Exercise details: Every record below must be returned exactly as it was received.

Supplied material:

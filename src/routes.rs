use axum::{
    http::{header, HeaderValue, Method},
    middleware,
    routing::{delete, get, post, put, MethodRouter},
    Router,
};
use tower_http::{
    cors::{AllowOrigin, CorsLayer},
    trace::TraceLayer,
};

use crate::auth::Rol;
use crate::context::AppContext;
use crate::entities::{EntitySpec, Schema, ENTITIES};
use crate::handlers::{resource, system, usuarios, ResourceState};
use crate::middleware::{require_auth, require_roles, AllowedRoles};

pub fn app(ctx: AppContext) -> Router {
    // Protected API: every entity route passes the auth gate first
    let api = ENTITIES
        .iter()
        .fold(Router::new(), |router, spec| router.merge(resource_routes(&ctx, *spec)))
        .route_layer(middleware::from_fn_with_state(ctx.clone(), require_auth));

    let public = Router::new()
        .route("/", get(system::root))
        .route("/health", get(system::health))
        .route("/api/v1/usuarios/login", post(usuarios::login))
        .with_state(ctx.clone());

    let mut app = public.merge(api).layer(cors_layer(&ctx.config.security.cors_origins));
    if ctx.config.api.enable_request_logging {
        app = app.layer(TraceLayer::new_for_http());
    }
    app
}

fn guarded(route: MethodRouter<ResourceState>, roles: &'static [Rol]) -> MethodRouter<ResourceState> {
    route.layer(middleware::from_fn_with_state(AllowedRoles(roles), require_roles))
}

fn resource_routes(ctx: &AppContext, spec: &'static EntitySpec) -> Router {
    let access = &spec.access;
    let (create, update) = match spec.schema {
        Schema::Usuario => (post(usuarios::create), put(usuarios::update)),
        _ => (post(resource::create), put(resource::update)),
    };

    let collection = guarded(get(resource::list), access.read).merge(guarded(create, access.write));
    let mut item = guarded(get(resource::show), access.read).merge(guarded(update, access.write));
    if let Some(roles) = access.delete {
        item = item.merge(guarded(delete(resource::delete), roles));
    }

    Router::new()
        .route(&format!("/api/v1/{}", spec.path), collection)
        .route(&format!("/api/v1/{}/:id", spec.path), item)
        .with_state(ResourceState::new(ctx.clone(), spec))
}

fn cors_layer(origins: &[String]) -> CorsLayer {
    if origins.iter().any(|o| o == "*") {
        return CorsLayer::permissive();
    }
    let origins: Vec<HeaderValue> = origins.iter().filter_map(|o| o.parse().ok()).collect();
    CorsLayer::new()
        .allow_origin(AllowOrigin::list(origins))
        .allow_methods([Method::GET, Method::POST, Method::PUT, Method::DELETE])
        .allow_headers([header::AUTHORIZATION, header::CONTENT_TYPE])
}
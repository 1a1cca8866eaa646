use anyhow::Context;
use clap::Parser;
use tracing_subscriber::EnvFilter;

use recursos_api::{app, config, AppContext};

#[derive(Parser)]
#[command(name = "recursos-api")]
#[command(about = "REST backend for clientes, proveedores, productos, pedidos and usuarios")]
#[command(version)]
struct ServeArgs {
    #[arg(long, help = "Port to listen on (overrides PORT)")]
    port: Option<u16>,

    #[arg(long, help = "Keep data in memory instead of Postgres")]
    memory: bool,
}

#[tokio::main]
async fn main() -> anyhow::Result<()> {
    // Load .env if present so cargo run picks up DATABASE_URL, JWT_SECRET, etc.
    let _ = dotenvy::dotenv();

    tracing_subscriber::fmt()
        .with_env_filter(EnvFilter::try_from_default_env().unwrap_or_else(|_| EnvFilter::new("info")))
        .init();

    let args = ServeArgs::parse();

    let mut config = config::config().clone();
    if let Some(port) = args.port {
        config.api.port = port;
    }
    config.validate().context("invalid configuration")?;
    tracing::info!("Starting recursos-api in {:?} mode", config.environment);

    let port = config.api.port;
    let ctx = AppContext::connect(config, args.memory)
        .await
        .context("failed to open the document store")?;
    ctx.prepare().await.context("failed to prepare collections")?;

    let bind_addr = format!("0.0.0.0:{}", port);
    let listener = tokio::net::TcpListener::bind(&bind_addr)
        .await
        .with_context(|| format!("failed to bind {}", bind_addr))?;
    tracing::info!("Listening on http://{}", bind_addr);

    axum::serve(listener, app(ctx.clone()))
        .with_graceful_shutdown(shutdown_signal())
        .await
        .context("server error")?;

    ctx.shutdown().await;
    tracing::info!("Shut down cleanly");
    Ok(())
}

async fn shutdown_signal() {
    if let Err(e) = tokio::signal::ctrl_c().await {
        tracing::error!("Failed to listen for shutdown signal: {}", e);
        std::future::pending::<()>().await;
    }
}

Solution to this exercise:
filename src/routes.rs
use axum::{
    http::{header, HeaderValue, Method},
    middleware,
    routing::{delete, get, post, put, MethodRouter},
    Router,
};
use tower_http::{
    cors::{AllowOrigin, CorsLayer},
    trace::TraceLayer,
};

use crate::auth::Rol;
use crate::context::AppContext;
use crate::entities::{EntitySpec, Schema, ENTITIES};
use crate::handlers::{resource, system, usuarios, ResourceState};
use crate::middleware::{require_auth, require_roles, AllowedRoles};

pub fn app(ctx: AppContext) -> Router {
    // Protected API: every entity route passes the auth gate first
    let api = ENTITIES
        .iter()
        .fold(Router::new(), |router, spec| router.merge(resource_routes(&ctx, *spec)))
        .route_layer(middleware::from_fn_with_state(ctx.clone(), require_auth));

    let public = Router::new()
        .route("/", get(system::root))
        .route("/health", get(system::health))
        .route("/api/v1/usuarios/login", post(usuarios::login))
        .with_state(ctx.clone());

    let mut app = public.merge(api).layer(cors_layer(&ctx.config.security.cors_origins));
    if ctx.config.api.enable_request_logging {
        app = app.layer(TraceLayer::new_for_http());
    }
    app
}

fn guarded(route: MethodRouter<ResourceState>, roles: &'static [Rol]) -> MethodRouter<ResourceState> {
    route.layer(middleware::from_fn_with_state(AllowedRoles(roles), require_roles))
}

fn resource_routes(ctx: &AppContext, spec: &'static EntitySpec) -> Router {
    let access = &spec.access;
    let (create, update) = match spec.schema {
        Schema::Usuario => (post(usuarios::create), put(usuarios::update)),
        _ => (post(resource::create), put(resource::update)),
    };

    let collection = guarded(get(resource::list), access.read).merge(guarded(create, access.write));
    let mut item = guarded(get(resource::show), access.read).merge(guarded(update, access.write));
    if let Some(roles) = access.delete {
        item = item.merge(guarded(delete(resource::delete), roles));
    }

    Router::new()
        .route(&format!("/api/v1/{}", spec.path), collection)
        .route(&format!("/api/v1/{}/:id", spec.path), item)
        .with_state(ResourceState::new(ctx.clone(), spec))
}

fn cors_layer(origins: &[String]) -> CorsLayer {
    if origins.iter().any(|o| o == "*") {
        return CorsLayer::permissive();
    }
    let origins: Vec<HeaderValue> = origins.iter().filter_map(|o| o.parse().ok()).collect();
    CorsLayer::new()
        .allow_origin(AllowOrigin::list(origins))
        .allow_methods([Method::GET, Method::POST, Method::PUT, Method::DELETE])
        .allow_headers([header::AUTHORIZATION, header::CONTENT_TYPE])
}
repository 1a1cca8866eaa646
use anyhow::Context;
use clap::Parser;
use tracing_subscriber::EnvFilter;

use recursos_api::{app, config, AppContext};

#[derive(Parser)]
#[command(name = "recursos-api")]
#[command(about = "REST backend for clientes, proveedores, productos, pedidos and usuarios")]
#[command(version)]
struct ServeArgs {
    #[arg(long, help = "Port to listen on (overrides PORT)")]
    port: Option<u16>,

    #[arg(long, help = "Keep data in memory instead of Postgres")]
    memory: bool,
}

#[tokio::main]
async fn main() -> anyhow::Result<()> {
    // Load .env if present so cargo run picks up DATABASE_URL, JWT_SECRET, etc.
    let _ = dotenvy::dotenv();

    tracing_subscriber::fmt()
        .with_env_filter(EnvFilter::try_from_default_env().unwrap_or_else(|_| EnvFilter::new("info")))
        .init();

    let args = ServeArgs::parse();

    let mut config = config::config().clone();
    if let Some(port) = args.port {
        config.api.port = port;
    }
    config.validate().context("invalid configuration")?;
    tracing::info!("Starting recursos-api in {:?} mode", config.environment);

    let port = config.api.port;
    let ctx = AppContext::connect(config, args.memory)
        .await
        .context("failed to open the document store")?;
    ctx.prepare().await.context("failed to prepare collections")?;

    let bind_addr = format!("0.0.0.0:{}", port);
    let listener = tokio::net::TcpListener::bind(&bind_addr)
        .await
        .with_context(|| format!("failed to bind {}", bind_addr))?;
    tracing::info!("Listening on http://{}", bind_addr);

    axum::serve(listener, app(ctx.clone()))
        .with_graceful_shutdown(shutdown_signal())
        .await
        .context("server error")?;

    ctx.shutdown().await;
    tracing::info!("Shut down cleanly");
    Ok(())
}

async fn shutdown_signal() {
    if let Err(e) = tokio::signal::ctrl_c().await {
        tracing::error!("Failed to listen for shutdown signal: {}", e);
        std::future::pending::<()>().await;
    }
}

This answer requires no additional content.